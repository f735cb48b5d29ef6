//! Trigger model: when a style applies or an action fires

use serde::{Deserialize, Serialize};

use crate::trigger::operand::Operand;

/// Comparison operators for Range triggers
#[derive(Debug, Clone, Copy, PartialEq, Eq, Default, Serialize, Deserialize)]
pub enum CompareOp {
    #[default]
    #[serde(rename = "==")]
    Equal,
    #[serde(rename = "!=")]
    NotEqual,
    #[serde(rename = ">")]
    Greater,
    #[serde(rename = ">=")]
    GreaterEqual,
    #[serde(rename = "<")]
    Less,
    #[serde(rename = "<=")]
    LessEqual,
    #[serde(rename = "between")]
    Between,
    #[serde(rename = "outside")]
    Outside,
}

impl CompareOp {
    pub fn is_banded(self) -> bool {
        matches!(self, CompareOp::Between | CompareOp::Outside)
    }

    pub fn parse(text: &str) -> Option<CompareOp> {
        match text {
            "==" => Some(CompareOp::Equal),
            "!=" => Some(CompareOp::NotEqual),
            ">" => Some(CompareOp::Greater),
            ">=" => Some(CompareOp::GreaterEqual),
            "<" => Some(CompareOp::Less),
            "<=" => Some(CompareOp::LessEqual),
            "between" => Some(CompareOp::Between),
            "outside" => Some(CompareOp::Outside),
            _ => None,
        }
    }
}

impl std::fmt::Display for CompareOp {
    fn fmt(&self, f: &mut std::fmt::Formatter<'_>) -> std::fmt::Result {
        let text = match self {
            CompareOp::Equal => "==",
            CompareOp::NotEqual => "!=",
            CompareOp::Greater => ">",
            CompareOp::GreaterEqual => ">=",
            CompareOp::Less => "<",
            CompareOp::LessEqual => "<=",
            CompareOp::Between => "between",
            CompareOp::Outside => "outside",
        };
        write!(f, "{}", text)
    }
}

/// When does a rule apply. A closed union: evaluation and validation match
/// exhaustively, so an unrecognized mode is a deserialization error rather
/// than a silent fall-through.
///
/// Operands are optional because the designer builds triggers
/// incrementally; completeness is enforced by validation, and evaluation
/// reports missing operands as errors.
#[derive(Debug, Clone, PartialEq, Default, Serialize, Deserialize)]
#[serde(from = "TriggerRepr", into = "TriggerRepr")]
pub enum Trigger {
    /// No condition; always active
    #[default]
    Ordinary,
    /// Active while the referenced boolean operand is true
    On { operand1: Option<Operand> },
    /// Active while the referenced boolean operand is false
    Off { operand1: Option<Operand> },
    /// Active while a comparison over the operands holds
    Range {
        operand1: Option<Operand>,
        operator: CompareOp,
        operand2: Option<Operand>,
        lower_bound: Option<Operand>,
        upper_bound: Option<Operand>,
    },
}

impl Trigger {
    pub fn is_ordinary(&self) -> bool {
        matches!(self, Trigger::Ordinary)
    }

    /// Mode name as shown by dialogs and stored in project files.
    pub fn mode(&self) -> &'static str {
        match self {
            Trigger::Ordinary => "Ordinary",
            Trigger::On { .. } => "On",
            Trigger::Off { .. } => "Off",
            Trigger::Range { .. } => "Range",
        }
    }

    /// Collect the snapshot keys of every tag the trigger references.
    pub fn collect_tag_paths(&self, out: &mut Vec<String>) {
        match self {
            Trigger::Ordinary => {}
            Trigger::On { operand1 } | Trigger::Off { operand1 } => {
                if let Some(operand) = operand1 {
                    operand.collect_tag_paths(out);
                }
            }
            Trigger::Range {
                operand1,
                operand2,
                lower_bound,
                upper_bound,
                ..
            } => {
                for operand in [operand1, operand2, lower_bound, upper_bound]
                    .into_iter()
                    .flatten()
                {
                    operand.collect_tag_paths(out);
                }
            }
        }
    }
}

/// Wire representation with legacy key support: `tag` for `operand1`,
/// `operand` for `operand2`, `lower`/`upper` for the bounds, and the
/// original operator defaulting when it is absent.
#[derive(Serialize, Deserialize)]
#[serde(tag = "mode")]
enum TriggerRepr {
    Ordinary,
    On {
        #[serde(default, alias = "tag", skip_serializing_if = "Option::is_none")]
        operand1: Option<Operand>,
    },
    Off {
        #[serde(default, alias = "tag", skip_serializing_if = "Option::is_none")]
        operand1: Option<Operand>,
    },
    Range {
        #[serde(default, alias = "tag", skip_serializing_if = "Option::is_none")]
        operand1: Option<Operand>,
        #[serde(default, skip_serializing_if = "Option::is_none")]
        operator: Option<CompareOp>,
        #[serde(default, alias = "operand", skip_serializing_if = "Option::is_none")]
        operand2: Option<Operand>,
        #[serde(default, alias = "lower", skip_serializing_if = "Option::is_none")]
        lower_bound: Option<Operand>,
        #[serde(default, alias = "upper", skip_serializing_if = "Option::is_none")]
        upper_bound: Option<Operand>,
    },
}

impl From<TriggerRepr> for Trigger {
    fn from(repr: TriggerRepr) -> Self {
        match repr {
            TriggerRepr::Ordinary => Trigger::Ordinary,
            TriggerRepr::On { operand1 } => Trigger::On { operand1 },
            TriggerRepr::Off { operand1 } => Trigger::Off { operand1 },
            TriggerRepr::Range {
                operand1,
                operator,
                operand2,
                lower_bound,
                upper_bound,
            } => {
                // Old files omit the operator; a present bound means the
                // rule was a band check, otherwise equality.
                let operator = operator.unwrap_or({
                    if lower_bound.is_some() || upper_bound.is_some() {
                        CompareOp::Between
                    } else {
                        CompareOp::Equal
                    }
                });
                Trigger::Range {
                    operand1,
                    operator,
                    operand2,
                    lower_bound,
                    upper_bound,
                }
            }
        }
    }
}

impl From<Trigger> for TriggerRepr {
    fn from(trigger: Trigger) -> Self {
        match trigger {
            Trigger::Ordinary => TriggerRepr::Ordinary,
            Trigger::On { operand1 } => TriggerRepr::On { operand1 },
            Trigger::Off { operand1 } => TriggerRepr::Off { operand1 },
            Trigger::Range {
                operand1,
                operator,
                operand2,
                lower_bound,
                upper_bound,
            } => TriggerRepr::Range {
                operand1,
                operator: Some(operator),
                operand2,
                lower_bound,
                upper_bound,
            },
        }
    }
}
******
WORK REQUEST →
Find the word "referenced" in the entries above and gather every line that holds it.

RESPONSE TO THIS EXERCISE →
    /// Active while the referenced boolean operand is true
    /// Active while the referenced boolean operand is false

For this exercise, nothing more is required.